July 5 (UPI) -- Researchers at MIT have developed Lego-like devices -- referred to as "plug-and-play" -- that easily can perform diagnostic tests at a fraction of the cost of traditional methods.
MIT's Little Devices Lab in Massachusetts engineered the system, called Ampli blocks, that can, for example, be altered to test blood glucose levels in diabetic patients or detect viral infection. They are working on additional devices to detect cancer, the Zika virus, malaria, Lyme disease and other infectious diseases.
The devices cost about 6 cents for four blocks and, unlike traditional diagnostic methods, they don't require refrigeration or special handling -- which means they could be particularly useful in the developing world.

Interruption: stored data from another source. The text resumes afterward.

//! Transaction builder
//!
//! Collects the spent outputs, recipient, fee and signing key, then produces
//! a fully signed transaction in a single [`TransactionBuilder::build`] call.

use crate::core::{
    attendance_hash, input_hash, registration_hash, AttendanceData, RegistrationData,
    Transaction, TransactionBody, TransactionInput, TransactionOutput, TransferData, UTXO,
};
use crate::crypto::{KeyError, KeyPair};
use thiserror::Error;

/// Builder argument errors
#[derive(Error, Debug)]
pub enum BuilderError {
    #[error("It's necessary to inform a list of unspent output transactions")]
    MissingUtxos,
    #[error("It's necessary to inform the destination address and value")]
    MissingRecipient,
    #[error("It's necessary to inform the signing key")]
    MissingSecret,
    #[error("The sender does not have enough to pay for the transaction: have {available}, need more than {spend}")]
    InsufficientFunds { available: u128, spend: u128 },
    #[error("Signing failed: {0}")]
    Signing(#[from] KeyError),
}

#[derive(Debug, Clone, Default)]
enum Payload {
    #[default]
    Transfer,
    Registration {
        public_key: String,
        student_id: String,
    },
    Attendance {
        public_key: String,
        student_id: String,
        event_id: String,
        time_stamp: i64,
    },
}

/// Builder for creating transactions
#[derive(Debug, Clone, Default)]
pub struct TransactionBuilder {
    utxos: Option<Vec<UTXO>>,
    recipient: Option<(String, u64)>,
    change_address: Option<String>,
    fee: u64,
    secret: Option<KeyPair>,
    payload: Payload,
}

impl TransactionBuilder {
    pub fn new() -> Self {
        Self::default()
    }

    /// Outputs to spend, all of them
    pub fn from(mut self, utxos: Vec<UTXO>) -> Self {
        self.utxos = Some(utxos);
        self
    }

    pub fn to(mut self, address: &str, amount: u64) -> Self {
        self.recipient = Some((address.to_string(), amount));
        self
    }

    /// Where the remainder goes; the signer's address when unset
    pub fn change(mut self, address: &str) -> Self {
        self.change_address = Some(address.to_string());
        self
    }

    pub fn fee(mut self, amount: u64) -> Self {
        self.fee = amount;
        self
    }

    pub fn sign(mut self, key_pair: &KeyPair) -> Self {
        self.secret = Some(key_pair.clone());
        self
    }

    /// Turn the transaction into a registration of `public_key` as `student_id`
    pub fn registration(mut self, public_key: &str, student_id: &str) -> Self {
        self.payload = Payload::Registration {
            public_key: public_key.to_string(),
            student_id: student_id.to_string(),
        };
        self
    }

    /// Turn the transaction into an attendance record
    pub fn attendance(
        mut self,
        public_key: &str,
        student_id: &str,
        event_id: &str,
        time_stamp: i64,
    ) -> Self {
        self.payload = Payload::Attendance {
            public_key: public_key.to_string(),
            student_id: student_id.to_string(),
            event_id: event_id.to_string(),
            time_stamp,
        };
        self
    }

    /// Build and sign the transaction. The result has a fresh id and no hash.
    pub fn build(self) -> Result<Transaction, BuilderError> {
        let utxos = self.utxos.ok_or(BuilderError::MissingUtxos)?;
        let (recipient, amount) = self
            .recipient
            .filter(|(address, _)| !address.is_empty())
            .ok_or(BuilderError::MissingRecipient)?;
        let key_pair = self.secret.ok_or(BuilderError::MissingSecret)?;

        let available: u128 = utxos.iter().map(|utxo| u128::from(utxo.amount)).sum();
        let spend = u128::from(amount) + u128::from(self.fee);
        if available <= spend {
            return Err(BuilderError::InsufficientFunds { available, spend });
        }
        // Change must fit in a single output
        let change = u64::try_from(available - spend)
            .map_err(|_| BuilderError::InsufficientFunds { available, spend })?;

        let inputs = utxos
            .into_iter()
            .map(|utxo| {
                let signature =
                    key_pair.sign_hash(&input_hash(&utxo.transaction, utxo.index, &utxo.address))?;
                Ok(TransactionInput {
                    transaction: utxo.transaction,
                    index: utxo.index,
                    address: utxo.address,
                    amount: utxo.amount,
                    signature,
                })
            })
            .collect::<Result<Vec<_>, KeyError>>()?;

        let change_address = self.change_address.unwrap_or_else(|| key_pair.address());
        let outputs = vec![
            TransactionOutput {
                amount,
                address: recipient,
            },
            TransactionOutput {
                amount: change,
                address: change_address,
            },
        ];

        let body = match self.payload {
            Payload::Transfer => TransactionBody::Regular(TransferData { inputs, outputs }),
            Payload::Registration {
                public_key,
                student_id,
            } => {
                let signature = key_pair.sign_hash(&registration_hash(&public_key, &student_id))?;
                TransactionBody::Registration(RegistrationData {
                    inputs,
                    outputs,
                    public_key,
                    student_id,
                    signature,
                })
            }
            Payload::Attendance {
                public_key,
                student_id,
                event_id,
                time_stamp,
            } => {
                let signature =
                    key_pair.sign_hash(&attendance_hash(&student_id, &event_id, time_stamp))?;
                TransactionBody::Attendance(AttendanceData {
                    inputs,
                    outputs,
                    public_key,
                    student_id,
                    event_id,
                    time_stamp,
                    signature,
                })
            }
        };

        Ok(Transaction::new(body))
    }
}
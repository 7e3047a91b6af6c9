//! Storage module for ledger persistence

pub mod persistence;

pub use persistence::{
    read_collection, write_collection, Collection, DocumentStore, JsonFileStore, MemoryStore,
    StorageConfig, StorageError,
};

"The rapid diagnostic market is roughly $20 billion-plus globally and growing," Jose Gomez-Marquez, co-director of the Little Devices lab, told UPI. "The scalable techniques of crafting each diagnostic market have remained stuck in the last 20 years. We're making it easier for labs around the world to generate their own rapid diagnostics."
Gomez-Marquez, senior author of a proof-of-concept paper published in Avanced Healthcare Materials, said he's not aware of similar devices under development.
During the last decade, other researchers have worked on small, portable diagnostic devices with chemical reactions that occur on paper strips, similar to those used in home pregnancy tests. But Gomez-Marquez said many of the devices are not designed with large-scale manufacturability in mind, including mass production for diseases that don't affect large numbers of people.
"Some very good work has been done in generating modular silicone-based microfluidics," Gomez-Marquez said. "Paper remained elusive because everyone has focused on the simplicity of paper, not the time and dexterity it takes to tune the engineering around paper."
The Little Devices Lab researchers created about 40 different building blocks and color-coded them by function.
The blocks include a sheet of paper or glass fiber sandwiched between a plastic or metal block and a glass cover. The blocks are about half an inch on each side -- some include channels for samples to flow straight through, others some have turns or other features -- and they snap together along any edge.
"We've had 5-year-olds assemble the blocks and run basic chemical assays through them," Gomez-Marquez said. "Our library of available reaction is growing, and making an assay can be as simple as connecting Ampli blocks together. Eventually advanced users will want to tune and modify the underlying chemistry which requires some more exposure to basic biochemistry methods to deposit new reagents into the system."
He said users won't require any training "if we do a good job."
Aside from being inexpensive to make, researchers say the blocks outperform some previous versions of paper diagnostic devices. They found a sample can be run over a test strip multiple times, enhancing the signal. For example, urine and saliva samples dilute more than blood samples.
The researchers plan to eventually launch a company to manufacture and distribute the kits, which they expect will allow others to use the blocks to generate their own tests and reactions.
In the meantime, the lab is giving the devices away to qualified users in beta kits, including to labs in Chile and Nicaragua, where they have been used to develop devices to monitor patient adherence to TB treatment and to test for a genetic variant that makes malaria more difficult to treat.
"We aim to demystify the process of rapid point of care generation and replication and make it as easy to use as a medicine cabinet thermometer," Gomez-Marquez said.
"We're currently starting by partnering with local retail laboratories around the world that already do routine assay work and have not been able to generate rapid tests, only use them. Eventually, we see just-in-time manufacturing and design of Ampli tests as an extension of a how patients get personalized medical treatment."